Dataset Block Start

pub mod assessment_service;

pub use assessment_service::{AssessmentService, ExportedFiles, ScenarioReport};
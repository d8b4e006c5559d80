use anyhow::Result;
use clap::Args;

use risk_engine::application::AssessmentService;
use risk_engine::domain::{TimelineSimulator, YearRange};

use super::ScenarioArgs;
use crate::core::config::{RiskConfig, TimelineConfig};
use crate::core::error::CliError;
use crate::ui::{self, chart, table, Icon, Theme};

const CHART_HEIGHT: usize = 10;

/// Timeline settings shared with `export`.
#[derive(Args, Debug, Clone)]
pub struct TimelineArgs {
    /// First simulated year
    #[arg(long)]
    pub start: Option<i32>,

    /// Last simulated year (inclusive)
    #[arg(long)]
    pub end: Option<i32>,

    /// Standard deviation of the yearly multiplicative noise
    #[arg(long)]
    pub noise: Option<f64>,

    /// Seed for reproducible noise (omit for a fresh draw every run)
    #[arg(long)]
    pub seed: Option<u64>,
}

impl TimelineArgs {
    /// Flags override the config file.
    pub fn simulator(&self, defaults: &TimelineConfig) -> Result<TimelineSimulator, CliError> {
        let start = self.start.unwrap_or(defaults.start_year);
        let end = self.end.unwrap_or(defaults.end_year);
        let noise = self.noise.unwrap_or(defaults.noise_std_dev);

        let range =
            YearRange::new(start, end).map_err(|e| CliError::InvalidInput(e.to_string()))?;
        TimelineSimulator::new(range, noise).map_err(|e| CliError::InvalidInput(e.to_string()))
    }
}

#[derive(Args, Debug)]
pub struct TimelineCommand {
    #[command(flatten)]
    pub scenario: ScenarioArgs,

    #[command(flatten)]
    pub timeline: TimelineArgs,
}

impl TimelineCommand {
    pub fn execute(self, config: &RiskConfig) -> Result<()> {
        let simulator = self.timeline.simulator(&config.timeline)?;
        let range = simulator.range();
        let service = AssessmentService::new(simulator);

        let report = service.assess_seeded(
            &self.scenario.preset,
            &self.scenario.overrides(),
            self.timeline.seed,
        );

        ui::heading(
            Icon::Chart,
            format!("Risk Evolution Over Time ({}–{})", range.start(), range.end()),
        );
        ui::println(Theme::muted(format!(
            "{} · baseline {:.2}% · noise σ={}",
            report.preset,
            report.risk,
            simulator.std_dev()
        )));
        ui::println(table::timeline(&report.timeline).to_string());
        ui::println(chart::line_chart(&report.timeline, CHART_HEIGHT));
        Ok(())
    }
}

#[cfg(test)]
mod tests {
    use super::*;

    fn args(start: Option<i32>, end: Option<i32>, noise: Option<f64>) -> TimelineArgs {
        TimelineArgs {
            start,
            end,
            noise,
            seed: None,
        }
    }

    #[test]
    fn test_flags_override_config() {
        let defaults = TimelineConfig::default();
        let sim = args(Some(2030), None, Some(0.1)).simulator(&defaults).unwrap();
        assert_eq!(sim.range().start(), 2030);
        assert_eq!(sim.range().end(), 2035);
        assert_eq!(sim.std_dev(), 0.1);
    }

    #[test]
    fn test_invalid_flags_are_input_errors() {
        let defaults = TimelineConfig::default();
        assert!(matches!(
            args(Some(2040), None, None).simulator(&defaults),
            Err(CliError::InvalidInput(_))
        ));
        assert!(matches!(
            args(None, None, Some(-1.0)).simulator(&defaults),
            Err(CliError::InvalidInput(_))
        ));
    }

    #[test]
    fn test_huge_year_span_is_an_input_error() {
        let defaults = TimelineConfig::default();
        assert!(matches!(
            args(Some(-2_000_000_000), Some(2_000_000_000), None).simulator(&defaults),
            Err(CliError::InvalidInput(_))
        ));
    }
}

Dataset Block End

**Problem details**
Every entry above should be returned exactly as written.

**Result for this task**
pub mod assessment_service;

pub use assessment_service::{AssessmentService, ExportedFiles, ScenarioReport};
repository d8b4e006c5559d80
use anyhow::Result;
use clap::Args;

use risk_engine::application::AssessmentService;
use risk_engine::domain::{TimelineSimulator, YearRange};

use super::ScenarioArgs;
use crate::core::config::{RiskConfig, TimelineConfig};
use crate::core::error::CliError;
use crate::ui::{self, chart, table, Icon, Theme};

const CHART_HEIGHT: usize = 10;

/// Timeline settings shared with `export`.
#[derive(Args, Debug, Clone)]
pub struct TimelineArgs {
    /// First simulated year
    #[arg(long)]
    pub start: Option<i32>,

    /// Last simulated year (inclusive)
    #[arg(long)]
    pub end: Option<i32>,

    /// Standard deviation of the yearly multiplicative noise
    #[arg(long)]
    pub noise: Option<f64>,

    /// Seed for reproducible noise (omit for a fresh draw every run)
    #[arg(long)]
    pub seed: Option<u64>,
}

impl TimelineArgs {
    /// Flags override the config file.
    pub fn simulator(&self, defaults: &TimelineConfig) -> Result<TimelineSimulator, CliError> {
        let start = self.start.unwrap_or(defaults.start_year);
        let end = self.end.unwrap_or(defaults.end_year);
        let noise = self.noise.unwrap_or(defaults.noise_std_dev);

        let range =
            YearRange::new(start, end).map_err(|e| CliError::InvalidInput(e.to_string()))?;
        TimelineSimulator::new(range, noise).map_err(|e| CliError::InvalidInput(e.to_string()))
    }
}

#[derive(Args, Debug)]
pub struct TimelineCommand {
    #[command(flatten)]
    pub scenario: ScenarioArgs,

    #[command(flatten)]
    pub timeline: TimelineArgs,
}

impl TimelineCommand {
    pub fn execute(self, config: &RiskConfig) -> Result<()> {
        let simulator = self.timeline.simulator(&config.timeline)?;
        let range = simulator.range();
        let service = AssessmentService::new(simulator);

        let report = service.assess_seeded(
            &self.scenario.preset,
            &self.scenario.overrides(),
            self.timeline.seed,
        );

        ui::heading(
            Icon::Chart,
            format!("Risk Evolution Over Time ({}–{})", range.start(), range.end()),
        );
        ui::println(Theme::muted(format!(
            "{} · baseline {:.2}% · noise σ={}",
            report.preset,
            report.risk,
            simulator.std_dev()
        )));
        ui::println(table::timeline(&report.timeline).to_string());
        ui::println(chart::line_chart(&report.timeline, CHART_HEIGHT));
        Ok(())
    }
}

#[cfg(test)]
mod tests {
    use super::*;

    fn args(start: Option<i32>, end: Option<i32>, noise: Option<f64>) -> TimelineArgs {
        TimelineArgs {
            start,
            end,
            noise,
            seed: None,
        }
    }

    #[test]
    fn test_flags_override_config() {
        let defaults = TimelineConfig::default();
        let sim = args(Some(2030), None, Some(0.1)).simulator(&defaults).unwrap();
        assert_eq!(sim.range().start(), 2030);
        assert_eq!(sim.range().end(), 2035);
        assert_eq!(sim.std_dev(), 0.1);
    }

    #[test]
    fn test_invalid_flags_are_input_errors() {
        let defaults = TimelineConfig::default();
        assert!(matches!(
            args(Some(2040), None, None).simulator(&defaults),
            Err(CliError::InvalidInput(_))
        ));
        assert!(matches!(
            args(None, None, Some(-1.0)).simulator(&defaults),
            Err(CliError::InvalidInput(_))
        ));
    }

    #[test]
    fn test_huge_year_span_is_an_input_error() {
        let defaults = TimelineConfig::default();
        assert!(matches!(
            args(Some(-2_000_000_000), Some(2_000_000_000), None).simulator(&defaults),
            Err(CliError::InvalidInput(_))
        ));
    }
}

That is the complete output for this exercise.